If the others should now all swear that Hal had picked a fight and killed this man deliberately… no, it was impossible. Justice, even here, could not be that unreasonably blind.

  But the thought again of the right of the Judge-Advocate to use any means he wished to extract answers from someone under arrest returned to him, prickling the skin on the back of his neck.

  Could he get back to the port, and off-planet? Not without using his visa as Tad Thornhill, and the moment he did that, he would undoubtedly be arrested.

  Common sense came suddenly like a cooling draft of air into his fevered mind. He squatted down and put his fingers on the neck of the man on the floor, feeling for the left carotid artery. It pulsed strongly against his fingertips; and when he put his hand over the other's mouth, he could feel the stir of breath against his palm. A deep sigh came out of him. The attacker had only been knocked out, after all. Hal's knees weakened with relief.

  But, on the heels of that relief came a strong urge to get out of this place enclosing him. He turned quickly, and went out the door and up between the row of cages. The people in them had begun talking after their immediate moment of silence following the attack. But they stopped talking again now, as he passed, and this time their eyes watched him as he went by. When he reached the front of the area the canteen was still as noisy as ever, but the office was now dark, and looked as if it had been locked for the night. He hesitated, then walked on and out into the corridor, turning down it in the opposite direction to that from which he had come.

  This way, the corridor seemed to run on forever in a straight line ahead of him, and there was nobody within sight in it, as far as his eye could see. He picked up speed as he went along until his long legs were swinging him forward at a rate of nearly seven kilometers an hour.

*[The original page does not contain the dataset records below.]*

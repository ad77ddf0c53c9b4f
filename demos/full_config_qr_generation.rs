use std::error::Error;

use qrstyle::{ECLevel, EyeShape, Generator, ModuleStyle, OutputFormat};

fn main() -> Result<(), Box<dyn Error>> {
    let data = "This example shows all available configuration options for QR code generation.";

    let mut generator = Generator::new();
    generator
        .size(600) // Side length in pixels - defaults to 200
        .margin(4) // Quiet zone in modules - defaults to 0
        .format(OutputFormat::Png) // svg, png, jpeg or webp - defaults to svg
        .color_hex("#1a2b3c")? // Foreground - defaults to black
        .background_color((250, 248, 240)) // Background - defaults to white
        .ec_level(ECLevel::Q) // Error correction level - defaults to L
        .style(ModuleStyle::Round, Some(0.8)) // Module shape and intensity in [0, 1]
        .eye_frame(EyeShape::Circle) // 7x7 finder frame
        .eye_ball(EyeShape::Square) // 3x3 finder ball
        .encoding("utf-8")?; // Character encoding label - defaults to UTF-8

    let path = generator.save(data, "configured_qr.png")?;
    println!("Configured QR code saved to: {}", path.display());

    // The same settings as a data URI, e.g. for an <img> tag
    let uri = generator.format(OutputFormat::Svg).base64(data)?;
    println!("Data URI: {}...", &uri[..60]);

    Ok(())
}
use std::error::Error;

use image::{Rgba, RgbaImage};
use qrstyle::{EyeShape, Generator, ModuleStyle, OutputFormat};

fn main() -> Result<(), Box<dyn Error>> {
    // Any image the image crate can decode works as a logo
    let logo_path = std::env::temp_dir().join("qrstyle_demo_logo.png");
    RgbaImage::from_pixel(64, 64, Rgba([220, 40, 60, 255])).save(&logo_path)?;

    let path = Generator::new()
        .size(400)
        .margin(2)
        .format(OutputFormat::Png)
        .style(ModuleStyle::Dot, None)
        .eye(EyeShape::Circle)
        .logo(&logo_path, 20) // 20% of the symbol width, raises error correction to H
        .save("https://example.com", "logo_qr.png")?;

    println!("QR code with logo saved to: {}", path.display());
    Ok(())
}
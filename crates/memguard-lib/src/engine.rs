//! The reconciliation engine
//!
//! One cycle: snapshot the pods that declare a memory ceiling, fetch live
//! usage, and delete the owning pod of any container over its ceiling that
//! passes the eviction gates. Cycles are stateless; everything here is
//! rebuilt from fresh cluster reads, and the only state that outlives a
//! cycle is the published metric values.

use crate::client::ClusterStateClient;
use crate::error::GuardError;
use crate::limits::{resolve_limit, ContainerIdentity};
use crate::models::{ControllerId, PodMeta};
use crate::observability::GuardMetrics;
use crate::policy::{Decision, DenyReason, EvictionPolicy};
use crate::quantity::parse_quantity;
use std::collections::{HashMap, HashSet};
use std::sync::Arc;
use tracing::{debug, info, warn};

/// A container with a declared ceiling, indexed for one cycle.
struct MonitoredContainer {
    meta: Arc<PodMeta>,
    limit_bytes: u64,
}

/// Counts from one reconciliation cycle.
#[derive(Debug, Clone, Copy, Default, PartialEq, Eq)]
pub struct CycleReport {
    /// Containers with a resolvable ceiling.
    pub monitored: usize,
    /// Containers observed over their ceiling.
    pub candidates: usize,
    /// Deletions issued (or, in dry-run, deletions that would have been).
    pub evicted: usize,
    /// Malformed quantities, missing controllers, failed status fetches and
    /// failed deletions; none of these abort the cycle.
    pub soft_errors: usize,
}

/// The orchestrating decision loop.
pub struct ReconciliationEngine {
    client: Arc<dyn ClusterStateClient>,
    policy: EvictionPolicy,
    metrics: Arc<GuardMetrics>,
    dry_run: bool,
}

impl ReconciliationEngine {
    pub fn new(client: Arc<dyn ClusterStateClient>, metrics: Arc<GuardMetrics>) -> Self {
        Self {
            policy: EvictionPolicy::new(client.clone()),
            client,
            metrics,
            dry_run: false,
        }
    }

    /// Evaluate policy and report, but never actually delete.
    pub fn dry_run(mut self, dry_run: bool) -> Self {
        self.dry_run = dry_run;
        self
    }

    /// Run one full reconciliation cycle.
    ///
    /// A collaborator failure while listing pods or fetching the usage
    /// snapshot aborts the cycle; every later failure is scoped to the
    /// single candidate being processed.
    pub async fn run_cycle(&self) -> Result<CycleReport, GuardError> {
        let mut report = CycleReport::default();
        let monitored = self.build_monitored_index(&mut report).await?;
        report.monitored = monitored.len();

        let snapshot = self.client.fetch_usage_snapshot().await?;

        // Controllers that already had an eviction approved this cycle.
        // Created fresh per cycle and discarded with it.
        let mut used_controllers: HashSet<ControllerId> = HashSet::new();

        // Snapshot order is whatever the metrics source returned; it only
        // matters that no controller gets a second eviction.
        for sample in snapshot {
            let identity = ContainerIdentity::new(&sample.namespace, &sample.pod, &sample.container);
            // Every sample is parsed, monitored or not, so bad quantities
            // from the metrics source always surface.
            let usage = match parse_quantity(&sample.memory) {
                Ok(usage) => usage,
                Err(err) => {
                    warn!(container = %identity, error = %err, "Skipping unparsable usage sample");
                    report.soft_errors += 1;
                    continue;
                }
            };
            let Some(record) = monitored.get(&identity) else {
                continue;
            };
            if usage <= record.limit_bytes {
                continue;
            }

            report.candidates += 1;
            debug!(
                container = %identity,
                usage_bytes = usage,
                limit_bytes = record.limit_bytes,
                "Container exceeded its memory ceiling"
            );

            match self.policy.may_evict(&record.meta, &used_controllers).await {
                Decision::Approve(controller) => {
                    self.evict(&record.meta, &controller, &mut report).await;
                    used_controllers.insert(controller);
                }
                Decision::Deny(reason) => {
                    debug!(container = %identity, %reason, "Eviction denied");
                    // Missing or unreadable controllers are errors; the
                    // other denials are the policy working as intended.
                    if matches!(
                        reason,
                        DenyReason::NoController | DenyReason::StatusUnavailable
                    ) {
                        report.soft_errors += 1;
                    }
                }
            }
        }

        Ok(report)
    }

    /// Index every container that declares a ceiling, and publish the
    /// per-namespace monitored gauge.
    async fn build_monitored_index(
        &self,
        report: &mut CycleReport,
    ) -> Result<HashMap<ContainerIdentity, MonitoredContainer>, GuardError> {
        let pods = self.client.list_pods().await?;

        let mut index = HashMap::new();
        let mut per_namespace: HashMap<String, i64> = HashMap::new();
        for (meta, containers) in pods {
            let meta = Arc::new(meta);
            for container in containers {
                let limit_bytes = match resolve_limit(&meta, &container.name) {
                    Ok(Some(bytes)) => bytes,
                    Ok(None) => continue,
                    Err(err) => {
                        warn!(
                            namespace = %meta.namespace,
                            pod = %meta.name,
                            container = %container.name,
                            error = %err,
                            "Skipping container with malformed ceiling annotation"
                        );
                        report.soft_errors += 1;
                        continue;
                    }
                };
                let identity = ContainerIdentity::from_pod(&meta, &container.name);
                debug!(container = %identity, limit_bytes, "Found declared memory ceiling");
                *per_namespace.entry(meta.namespace.clone()).or_default() += 1;
                index.insert(
                    identity,
                    MonitoredContainer {
                        meta: meta.clone(),
                        limit_bytes,
                    },
                );
            }
        }

        self.metrics.reset_monitored();
        for (namespace, count) in &per_namespace {
            self.metrics.set_monitored(namespace, *count);
        }
        Ok(index)
    }

    /// Issue (or, in dry-run, log) the deletion for an approved candidate.
    async fn evict(&self, meta: &PodMeta, controller: &ControllerId, report: &mut CycleReport) {
        if self.dry_run {
            info!(
                namespace = %meta.namespace,
                pod = %meta.name,
                %controller,
                "Dry run: pod would be deleted"
            );
            report.evicted += 1;
            return;
        }
        match self.client.delete_pod(&meta.name, &meta.namespace).await {
            Ok(()) => {
                info!(
                    namespace = %meta.namespace,
                    pod = %meta.name,
                    %controller,
                    "Deleted pod over its memory ceiling"
                );
                self.metrics
                    .inc_deleted(&meta.namespace, &controller.owner_label());
                report.evicted += 1;
            }
            Err(err) => {
                warn!(
                    namespace = %meta.namespace,
                    pod = %meta.name,
                    error = %err,
                    "Failed to delete pod"
                );
                report.soft_errors += 1;
            }
        }
    }
}
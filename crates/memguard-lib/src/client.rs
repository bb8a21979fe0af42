//! Cluster state access
//!
//! The reconciliation engine and eviction policy consume cluster state
//! through this trait so cycles can run against a mock in tests. The
//! production implementation backed by the Kubernetes API lives in
//! [`crate::kube_client`].

use crate::error::GuardError;
use crate::models::{ControllerKind, ControllerStatus, PodContainer, PodMeta, UsageSample};

pub use async_trait::async_trait;

/// Read and mutate operations the guardian needs from the cluster.
#[async_trait]
pub trait ClusterStateClient: Send + Sync {
    /// Enumerate every pod in the cluster with its declared containers.
    async fn list_pods(&self) -> Result<Vec<(PodMeta, Vec<PodContainer>)>, GuardError>;

    /// Fetch the live memory-usage snapshot, one sample per container.
    async fn fetch_usage_snapshot(&self) -> Result<Vec<UsageSample>, GuardError>;

    /// Fetch replica status for a controller. Returns `Ok(None)` for kinds
    /// with no status endpoint.
    async fn fetch_controller_status(
        &self,
        kind: ControllerKind,
        name: &str,
        namespace: &str,
    ) -> Result<Option<ControllerStatus>, GuardError>;

    /// Delete a pod so its controller recreates it.
    async fn delete_pod(&self, name: &str, namespace: &str) -> Result<(), GuardError>;
}
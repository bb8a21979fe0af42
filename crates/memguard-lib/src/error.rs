//! Error taxonomy for the guardian

use thiserror::Error;

/// Errors raised while resolving ceilings, gating evictions, or talking to
/// the cluster.
///
/// Quantity and controller errors are scoped to a single container or
/// candidate and are downgraded to soft errors by the engine. A
/// `Collaborator` failure while listing pods or fetching the usage snapshot
/// aborts the whole cycle.
#[derive(Debug, Error)]
pub enum GuardError {
    /// A quantity string (ceiling annotation or usage sample) could not be
    /// parsed into a byte count.
    #[error("malformed quantity {text:?}: {reason}")]
    MalformedQuantity { text: String, reason: String },

    /// The owning controller kind has no status endpoint we know how to read.
    #[error("controller kind {kind:?} has no status endpoint")]
    ControllerUnsupported { kind: String },

    /// The owning controller object no longer exists.
    #[error("controller {kind}/{name} not found in namespace {namespace}")]
    ControllerMissing {
        kind: String,
        name: String,
        namespace: String,
    },

    /// A call to the Kubernetes API failed.
    #[error("cluster API call failed: {0}")]
    Collaborator(#[from] kube::Error),
}

impl GuardError {
    pub(crate) fn malformed(text: &str, reason: impl Into<String>) -> Self {
        Self::MalformedQuantity {
            text: text.to_string(),
            reason: reason.into(),
        }
    }
}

  He had no idea yet where he was going, or why he was going there. He was driven only by an instinct to get away; and he was still charged to the teeth with the adrenaline his body had released in him under his instinct to defend himself. Even now, there was no fury in him, only a steady, sick feeling; and the sole relief from that feeling was to keep striding on, kilometer after kilometer, forcing his body into a mode that would make it forget the fight-or-flight reaction.

  Time went by, and, little by little, the sick feeling began to fade. He was left with only a dullness, an empty sort of feeling such as might come after recovery from a hard blow in the solar plexus. He felt hollow inside. His mind brought him no solutions to the situation in which he now supposed he was. Whether his attacker had been insane or not, he had to assume that the others in the cage might well be his friends and would lie about what had happened, if only to protect themselves. They might even be waiting to revenge themselves on Hal when he got back—and there were six of them, not counting whoever else there might be in the other cages who might also know them and want to help them. Nor, probably, could he look for any protection from Jennison, who had given a strong impression of holding himself apart from Hal and everyone else in the Holding Area.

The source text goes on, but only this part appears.